Critique my design and PCB layout please!

[TimNJ]

Hi everyone,

I've been busy working on my EE senior design project which is a data acquisition system for biomedical signals, namely ECG and EEG. You may remember me asking a few questions regarding this a few months ago. Thank you for your contributions if you helped.

I'm on a three member team and I'm responsible for the hardware design. A pair of electrodes with a third reference electrode creates the differential signal which is amplified by an instrumentation amplifier, filtered, and converted to unipolar (0-3.3V) for our ADC. We are using an Arduino compatible Teensy 3.2 board which uses a Freescale MK0 MCU (ARM Cortex M4 core). The digitized data will be passed to a Adafruit ESP8266 HUZZAH board which will transmit the serial data to an Android device. To reduce capacitively coupled noise in the probes, we are driving the shield with the common mode voltage of the inputs. Similarly, to reduce common mode interference, we are using a right leg drive circuit (RLD). Due to their half-cell potential, typical Ag-AgCl electrodes can produce a DC offset of around 200mV so we implemented a circuit which removes this offset.

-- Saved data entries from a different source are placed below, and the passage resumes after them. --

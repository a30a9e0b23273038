//! Request planning for bootstrap batches and descending gap fills.

use dot_network::{
    ascending_block_requests, BlockRequest, Direction, FromBlock, BOOTSTRAP_REQUEST_DATA,
    MAX_BLOCKS_IN_RESPONSE,
};
use dot_types::Hash;

/// Upper bound on the number of batches planned per bootstrap cycle.
pub const MAX_REQUESTS_ALLOWED: u32 = 40;

/// Plan the ascending batches of one bootstrap cycle.
///
/// The cycle covers from the block after `best_number` up to a virtual target
/// of [`MAX_REQUESTS_ALLOWED`] full batches, clamped to the real `target`
/// observed from peers.
pub fn max_blocks_request_plan(best_number: u64, target: u64) -> Vec<BlockRequest> {
    let start = best_number + 1;
    let virtual_target =
        start + u64::from(MAX_REQUESTS_ALLOWED) * u64::from(MAX_BLOCKS_IN_RESPONSE);
    let bounded_target = virtual_target.min(target);

    ascending_block_requests(start, bounded_target, BOOTSTRAP_REQUEST_DATA)
}

/// A single descending request anchored at `start`, covering at most
/// `gap_length` blocks (clamped to [`MAX_BLOCKS_IN_RESPONSE`]).
pub fn descending_request(start: Hash, gap_length: u32) -> BlockRequest {
    BlockRequest::new(
        BOOTSTRAP_REQUEST_DATA,
        FromBlock::Hash(start),
        Direction::Descending,
        gap_length.min(MAX_BLOCKS_IN_RESPONSE),
    )
}

/// Total number of blocks a plan will deliver when fully served.
pub fn planned_block_count(requests: &[BlockRequest]) -> u32 {
    requests.iter().map(|request| request.max).sum()
}

#[cfg(test)]
mod tests {
    use super::*;

    #[test]
    fn test_plan_is_bounded_by_real_target() {
        let requests = max_blocks_request_plan(0, 500);
        assert_eq!(requests.len(), 4);
        assert_eq!(planned_block_count(&requests), 500);
        assert_eq!(requests[0].from, FromBlock::Number(1));
    }

    #[test]
    fn test_plan_is_bounded_by_virtual_target() {
        let requests = max_blocks_request_plan(0, 1_000_000);
        assert_eq!(requests.len(), MAX_REQUESTS_ALLOWED as usize);
        assert_eq!(
            planned_block_count(&requests),
            MAX_REQUESTS_ALLOWED * MAX_BLOCKS_IN_RESPONSE
        );
    }

    #[test]
    fn test_plan_then_fulfill_law() {
        // the plan always covers target - start + 1 blocks, unless capped
        for (best, target) in [(0u64, 1u64), (0, 128), (0, 129), (99, 500), (10, 11)] {
            let requests = max_blocks_request_plan(best, target);
            assert_eq!(u64::from(planned_block_count(&requests)), target - best);
        }
    }

    #[test]
    fn test_plan_is_empty_at_target() {
        assert!(max_blocks_request_plan(500, 500).is_empty());
        assert!(max_blocks_request_plan(501, 500).is_empty());
    }

    #[test]
    fn test_descending_request_is_clamped() {
        let request = descending_request(Hash::zero(), 500);
        assert_eq!(request.max, MAX_BLOCKS_IN_RESPONSE);
        assert_eq!(request.direction, Direction::Descending);

        let request = descending_request(Hash::zero(), 5);
        assert_eq!(request.max, 5);
    }
}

We are using an analog switch to toggle between the ECG and EEG range. Essentially just swaps a feedback resistor out. Each range has its own adjustment pot.

We are using two externally charged 18650 lithium cells. Since each cell could potentially be inserted in reverse, each cell gets its own reverse polarity protection MOSFET. (Does this work the way I'm intending??).

This is the first board I've ever laid out. It is 2 layers with the bottom layer as the ground plane. After routing the critical signal traces, I filled in most of the top layer with Vcc, and a small pour of Vee. Surrounding the input connectors and differential input signal, I poured the driven guard net to guard the signal up until it reaches the instrumentation amp. (Maybe?)

Well, if you have any ideas or suggestions, I am reaaally excited and happy to hear them. Thank you so much.

[T3sl4co1l]

No ground stitching?

[TimNJ]

No ground stitching?

I don't have a ground pour on the top side. Where would you expect/suggest to use ground stitching? Thanks.

[pitagoras]

1) Label the trimpots with their function? Place them "making sense", I mean not the 3 together as they control different things, also probably close to inputs if they control something related to inputs...
2) Add test points?
3) Not sure if there are enough dc decoupling caps for everything.

[TimNJ]

1) Label the trimpots with their function? Place them "making sense", I mean not the 3 together as they control different things, also probably close to inputs if they control something related to inputs...
2) Add test points?
3) Not sure if there are enough dc decoupling caps for everything.

Thank you.

1.) Good point, will definitely include silkscreen labels for each. If this was a real product, they would only be accessible to a person performing calibration.
2.) Yes, though I feel like probing some SO-8 pins/0805 parts won't be too hard. But always love equipment with proper test points.
3.) Do you mean bypass caps? There is one 100nF on each power pin of each IC.

Thanks again!

[T3sl4co1l]

No ground stitching?

I don't have a ground pour on the top side. Where would you expect/suggest to use ground stitching? Thanks.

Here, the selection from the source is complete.